For many, the mere mention of the word drones conjures up negative connotations. They have become potent, deadly weapons in the so-called War on Terror, deployed with increasing frequency by the United States under the Barack Obama administration.
Controlled by satellite navigation and flown remotely by pilots based in the US states of Nevada and Virginia, drones have killed up to an estimated 4,000 suspected militants and 1,000 civilians in Pakistan, Yemen, and Somalia since 2002. Human rights groups allege that America has violated international law in how it is using drones, committing war crimes in the process. Members of the unmanned aircraft industry in Britain, however, are keen to present the aircraft in a new light – distancing them from warfare in a bid to win over the public.
“The military determine how they use them in conflict zones and it does get bad press,” says John Moreland, general secretary of the Unmanned Aerial Systems Association, a trade group based in Middlesex. “But that doesn’t necessarily mean that we condone the actions that governments use them for.
“As much as we deal with the military aspect of the vehicles that we get involved in, those are operated by the military under military rules and they’re nothing to do with civilians like ourselves that produce the equipment.”
Currently, small “mini-drones” – similar in size to radio-controlled model aircraft – can legally be flown under existing UK regulations. Most of these are under 20kg, carry small cameras, and can only be flown up to 400 ft in areas that are not densely populated.
In contrast, military-style drones are much larger, can soar at heights of more than 20,000 feet, and can only be flown in segregated military airspace for safety reasons. But technology being developed by BAE Systems in Warton is working on changing this, by integrating advanced “sense and avoid” technology so that the larger drones can be flown alongside manned aircraft in normal airspace.
“The primary reason they will be used is to collect data,” Moreland says. “You won’t see them, they will be at high altitude. They will be in controlled airspace, working within all the rules of the aviation authority, and for all intents and purposes they will appear to everybody else, to all the controllers, as just another aircraft.”
Not everyone shares Moreland’s relaxed attitude about drones. A concern for civil liberties campaigners is that police could use them to conduct secretive surveillance from an eye so high in the sky that it is invisible from the ground. Police forces across England have held meetings about introducing large drones, and the European Parliament is working on a plan to use the aircraft for border security purposes, tracking immigrants and smugglers attempting to enter countries on the continent illegally by boat. This follows the trend set in America, where drones known as “Predators” are deployed in states like Texas as part of border-security patrols.

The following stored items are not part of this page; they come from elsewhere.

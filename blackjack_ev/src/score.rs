use std::fmt;

use crate::{CardCount, Rank};

/// Value of a hand as far as the rules care. Two hands with equal scores are
/// interchangeable once the player stops drawing.
#[derive(Clone, Copy, Debug, PartialEq, Eq, Hash)]
pub struct Score {
    value: u32,
    soft: bool,
    blackjack: bool,
}

impl Score {
    pub fn of(hand: &CardCount) -> Score {
        // Checked first: a natural is never soft and never re-evaluated.
        if hand.get_total() == 2 && hand[Rank::Ace] == 1 && hand[Rank::Ten] == 1 {
            return Score {
                value: 21,
                soft: false,
                blackjack: true,
            };
        }

        let hard = hand.get_sum();
        if hand.has_ace() && hard + 10 <= 21 {
            Score {
                value: hard + 10,
                soft: true,
                blackjack: false,
            }
        } else {
            Score {
                value: hard,
                soft: false,
                blackjack: false,
            }
        }
    }

    pub fn value(&self) -> u32 {
        self.value
    }

    /// An ace is still counted as 11.
    pub fn soft(&self) -> bool {
        self.soft
    }

    pub fn blackjack(&self) -> bool {
        self.blackjack
    }

    pub fn bust(&self) -> bool {
        self.value > 21
    }
}

impl fmt::Display for Score {
    fn fmt(&self, f: &mut fmt::Formatter<'_>) -> fmt::Result {
        if self.blackjack {
            write!(f, "blackjack")
        } else if self.bust() {
            write!(f, "bust ({})", self.value)
        } else if self.soft {
            write!(f, "soft {}", self.value)
        } else {
            write!(f, "hard {}", self.value)
        }
    }
}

“I think that there are civil liberties and privacy issues that simply aren’t being dealt with,” says Chris Cole, an Oxford-based campaigner who runs a popular website called Drone Wars UK. “The problem is nobody is taking these issues on board and yet we are pushing ahead with enabling unmanned aircraft to fly over our heads without addressing these questions. The big military companies are not doing this for our own good – they just see future profits in this area. So I think that there are real concerns.”
The sense and avoid technology being developed by BAE Systems is set to be tested in 2013, and experts working in the drone industry estimate that as early as 2015 they could be operational in civilian airspace alongside manned aircraft. Some are even predicting that, at some point in the not-so-distant-future, we will see unmanned aircraft flying passengers in the same way some trains today, like the Paris Metro, function without drivers.

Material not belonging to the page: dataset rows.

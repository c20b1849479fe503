use std::fmt;

/// Receives the narration of a traced search, one line per considered
/// branch. `depth` is the nesting level of the branch.
pub trait TraceSink {
    fn line(&mut self, depth: usize, message: &str);
}

/// Collects indented lines, two spaces per level.
impl TraceSink for Vec<String> {
    fn line(&mut self, depth: usize, message: &str) {
        self.push(format!("{:indent$}{}", "", message, indent = depth * 2));
    }
}

/// Forwards every line to `tracing` at debug level, depth as a field.
#[derive(Debug, Default, Clone, Copy)]
pub struct TracingSink;

impl TraceSink for TracingSink {
    fn line(&mut self, depth: usize, message: &str) {
        tracing::debug!(target: "blackjack_ev::trace", depth, "{}", message);
    }
}

/// Narration context for one top-level `decide` call. The depth travels as
/// an ordinary argument, so returning from a branch restores it.
pub(crate) struct Trace<'a> {
    sink: Option<&'a mut dyn TraceSink>,
}

impl<'a> Trace<'a> {
    pub(crate) fn disabled() -> Self {
        Self { sink: None }
    }

    pub(crate) fn new(sink: &'a mut dyn TraceSink) -> Self {
        Self { sink: Some(sink) }
    }

    /// Memo tables are bypassed while narrating.
    pub(crate) fn enabled(&self) -> bool {
        self.sink.is_some()
    }

    pub(crate) fn line(&mut self, depth: usize, message: fmt::Arguments<'_>) {
        if let Some(sink) = self.sink.as_mut() {
            sink.line(depth, &message.to_string());
        }
    }
}

#[cfg(test)]
mod tests {
    use super::*;

    #[test]
    fn vec_sink_indents_by_depth() {
        let mut lines: Vec<String> = Vec::new();
        let mut trace = Trace::new(&mut lines);
        assert!(trace.enabled());
        trace.line(0, format_args!("top"));
        trace.line(2, format_args!("nested {}", 1));
        assert_eq!(lines, vec!["top".to_string(), "    nested 1".to_string()]);
    }

    #[test]
    fn disabled_trace_is_silent() {
        let mut trace = Trace::disabled();
        assert!(!trace.enabled());
        trace.line(0, format_args!("ignored"));
    }
}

But a more pressing concern, particularly for activists such as Cole, is Britain’s ongoing role conducting drone attacks in conflict zones. Last month it was revealed that British pilots had flown drones over Libya during the uprising against Muammar Gaddafi, contradicting previous government claims that the RAF had only flown them in Afghanistan. This has raised questions about whether the Ministry of Defence (MoD) has been candid about the full extent of its involvement in drone strikes.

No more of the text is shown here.